What is being asked:
In the material below, find each line with the string "example" and copy it.

------------------------------------

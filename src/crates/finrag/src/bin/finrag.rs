//! FinRAG CLI
//!
//! Main entry point for the finrag command-line tool.

use anyhow::Context;
use clap::{Parser, Subcommand};
use std::path::PathBuf;
use std::sync::Arc;
use tokio::io::{AsyncBufReadExt, AsyncWriteExt, BufReader};

use finrag::config::{Depth, Speed};
use finrag::kpi::KpiCatalog;
use finrag::{
    ChatLog, ConfigLoader, FinragConfig, HttpTraceSink, RunMode, Services, SessionDriver, SessionRequest,
    SessionStep,
};

#[derive(Parser)]
#[command(name = "finrag")]
#[command(about = "FinRAG - question answering over corporate filings", long_about = None)]
#[command(version = env!("CARGO_PKG_VERSION"))]
struct Cli {
    /// Config file used instead of ~/.finrag and ./.finrag
    #[arg(short, long, global = true, env = "FINRAG_CONFIG")]
    config: Option<PathBuf>,

    #[command(subcommand)]
    command: Commands,
}

#[derive(Subcommand)]
enum Commands {
    /// Ask a question, answering follow-up prompts on stdin
    Ask {
        query: String,
        /// Skip clarification and answer checks, single repeater pass
        #[arg(long)]
        fast: bool,
        /// Enable persona paths and KPI analysis
        #[arg(long)]
        research: bool,
        /// Description of an attached image
        #[arg(long)]
        image_description: Option<String>,
        /// Continue an earlier session
        #[arg(long)]
        session: Option<String>,
    },

    /// Configuration commands
    #[command(subcommand)]
    Config(ConfigCommands),

    /// List KPI topics, or the KPIs of one topic
    Kpis { topic: Option<String> },
}

#[derive(Subcommand)]
enum ConfigCommands {
    /// Print the effective configuration
    Show,
}

async fn load_config(path: Option<&PathBuf>) -> anyhow::Result<FinragConfig> {
    let config = match path {
        Some(path) => ConfigLoader::load_from_path(path).await?,
        None => ConfigLoader::new()?.load().await?,
    };
    Ok(config)
}

fn mask(secret: &mut Option<String>) {
    if secret.as_ref().is_some_and(|s| !s.is_empty()) {
        *secret = Some("********".to_string());
    }
}

fn show_config(mut config: FinragConfig) -> anyhow::Result<()> {
    mask(&mut config.llm.api_key);
    for provider in &mut config.web_search.providers {
        mask(&mut provider.api_key);
    }
    println!("{}", toml::to_string_pretty(&config).context("rendering configuration")?);
    Ok(())
}

fn show_kpis(catalog: &KpiCatalog, topic: Option<&str>) -> anyhow::Result<()> {
    match topic {
        None => {
            for topic in &catalog.topics {
                println!("{:<20} {}", topic.name, topic.description);
            }
        }
        Some(name) => {
            let topic = catalog
                .topic(name)
                .with_context(|| format!("unknown KPI topic '{name}', try one of: {}", catalog.topic_names().join(", ")))?;
            println!("{} - {}", topic.name, topic.description);
            for kpi in &topic.kpis {
                println!("  {:<24} {} [{}]", kpi.name, kpi.formula, kpi.unit);
            }
        }
    }
    Ok(())
}

async fn ask(config: FinragConfig, request: SessionRequest) -> anyhow::Result<i32> {
    let services = Services::from_config(&config).await?;
    let mut driver = SessionDriver::new(services, ChatLog::new(config.chat_log_dir()?));
    if let Some(sink) = HttpTraceSink::from_config(&config.observability)? {
        driver = driver.with_trace_sink(Arc::new(sink));
    }

    let mut session = driver.start(request).await?;
    let mut stdin = BufReader::new(tokio::io::stdin()).lines();
    let mut stdout = tokio::io::stdout();

    let result = loop {
        match session.step().await? {
            SessionStep::Interrupt(prompt) => {
                stdout.write_all(format!("{}\n> ", prompt.prompt).as_bytes()).await?;
                stdout.flush().await?;
                match stdin.next_line().await? {
                    Some(line) => session.respond(line.trim()).await?,
                    None => break session.cancel().await,
                }
            }
            SessionStep::Final(result) => break result,
        }
    };

    if !result.answer.is_empty() {
        println!("{}", result.answer);
    }
    if !result.citations.is_empty() {
        println!("\nSources:");
        for citation in &result.citations {
            println!("  - {citation}");
        }
    }
    if !result.follow_ups.is_empty() {
        println!("\nYou might also ask:");
        for question in &result.follow_ups {
            println!("  - {question}");
        }
    }
    println!("\nSession: {}", session.id());
    Ok(result.exit_code.code())
}

#[tokio::main]
async fn main() -> anyhow::Result<()> {
    let cli = Cli::parse();
    let config = load_config(cli.config.as_ref()).await?;
    finrag::logging::init(&config.logging)?;

    match cli.command {
        Commands::Ask {
            query,
            fast,
            research,
            image_description,
            session,
        } => {
            let speed = if fast { Speed::Fast } else { Speed::Slow };
            let depth = if research { Depth::Research } else { Depth::Normal };
            let mut request = SessionRequest::new(query).with_mode(RunMode::new(speed, depth));
            if let Some(description) = image_description {
                request = request.with_image(description);
            }
            if let Some(session) = session {
                request = request.in_session(session);
            }
            let code = ask(config, request).await?;
            std::process::exit(code);
        }
        Commands::Config(ConfigCommands::Show) => show_config(config),
        Commands::Kpis { topic } => {
            let catalog = KpiCatalog::load_or_builtin(config.storage.kpi_catalog.as_deref()).await?;
            show_kpis(&catalog, topic.as_deref())
        }
    }
}
//! Tavily search API.

use async_trait::async_trait;
use reqwest::Client;
use serde::{Deserialize, Serialize};
use std::time::Duration;
use tracing::debug;

use super::{web_document, with_retries, ProviderError, WebSearch};
use crate::document::Document;
use crate::error::{FinragError, Result};

const TAVILY_URL: &str = "https://api.tavily.com/search";

#[derive(Debug, Serialize)]
struct TavilyRequest<'a> {
    query: &'a str,
    max_results: usize,
    search_depth: &'static str,
    topic: &'static str,
    include_answer: bool,
}

#[derive(Debug, Deserialize)]
struct TavilyResponse {
    #[serde(default)]
    results: Vec<TavilyResult>,
}

#[derive(Debug, Deserialize)]
struct TavilyResult {
    #[serde(default)]
    title: String,
    url: String,
    #[serde(default)]
    content: String,
    #[serde(default)]
    score: f32,
}

pub struct TavilySearch {
    api_key: String,
    client: Client,
    endpoint: String,
}

impl TavilySearch {
    pub fn new(api_key: impl Into<String>, timeout: Duration) -> Result<Self> {
        Ok(Self {
            api_key: api_key.into(),
            client: Client::builder().timeout(timeout).build()?,
            endpoint: TAVILY_URL.to_string(),
        })
    }

    /// Point at another endpoint, e.g. a proxy
    pub fn with_endpoint(mut self, endpoint: impl Into<String>) -> Self {
        self.endpoint = endpoint.into();
        self
    }

    async fn execute(&self, request: &TavilyRequest<'_>) -> std::result::Result<TavilyResponse, ProviderError> {
        let response = self
            .client
            .post(&self.endpoint)
            .header("Authorization", format!("Bearer {}", self.api_key))
            .json(request)
            .send()
            .await
            .map_err(ProviderError::from_reqwest)?;

        let status = response.status();
        if !status.is_success() {
            let body = response.text().await.unwrap_or_default();
            return Err(ProviderError::from_status(status.as_u16(), body));
        }
        response
            .json()
            .await
            .map_err(|e| ProviderError::Parse(e.to_string()))
    }
}

fn to_documents(response: TavilyResponse) -> Vec<Document> {
    response
        .results
        .into_iter()
        .map(|r| web_document(&r.url, &r.title, &r.content, r.score))
        .collect()
}

#[async_trait]
impl WebSearch for TavilySearch {
    async fn search(&self, query: &str, max_results: usize) -> Result<Vec<Document>> {
        let request = TavilyRequest {
            query,
            max_results,
            search_depth: "basic",
            topic: "general",
            include_answer: false,
        };
        let response = with_retries("tavily", || self.execute(&request))
            .await
            .map_err(|e| FinragError::WebSearch(format!("tavily: {e}")))?;
        let documents = to_documents(response);
        debug!(query, results = documents.len(), "tavily search");
        Ok(documents)
    }

    fn name(&self) -> &str {
        "tavily"
    }
}

#[cfg(test)]
mod tests {
    use super::*;
    use serde_json::json;

    #[test]
    fn test_response_to_documents() {
        let response: TavilyResponse = serde_json::from_value(json!({
            "query": "apple revenue 2022",
            "results": [
                {"title": "Apple 10-K", "url": "https://sec.example/aapl", "content": "Net sales $394.3B", "score": 0.93},
                {"url": "https://news.example/aapl", "content": "Revenue rose"}
            ]
        }))
        .unwrap();
        let docs = to_documents(response);
        assert_eq!(docs.len(), 2);
        assert_eq!(docs[0].id, "web:https://sec.example/aapl");
        assert_eq!(docs[0].content, "Apple 10-K\nNet sales $394.3B");
        assert_eq!(docs[0].metadata.source.as_deref(), Some("https://sec.example/aapl"));
        assert_eq!(docs[1].content, "Revenue rose");
    }

    #[test]
    fn test_request_shape() {
        let request = TavilyRequest {
            query: "q",
            max_results: 5,
            search_depth: "basic",
            topic: "general",
            include_answer: false,
        };
        let value = serde_json::to_value(&request).unwrap();
        assert_eq!(value["max_results"], 5);
        assert!(value.get("api_key").is_none());
    }
}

------------------------------------

Output:
                {"title": "Apple 10-K", "url": "https://sec.example/aapl", "content": "Net sales $394.3B", "score": 0.93},
                {"url": "https://news.example/aapl", "content": "Revenue rose"}
        assert_eq!(docs[0].id, "web:https://sec.example/aapl");
        assert_eq!(docs[0].metadata.source.as_deref(), Some("https://sec.example/aapl"));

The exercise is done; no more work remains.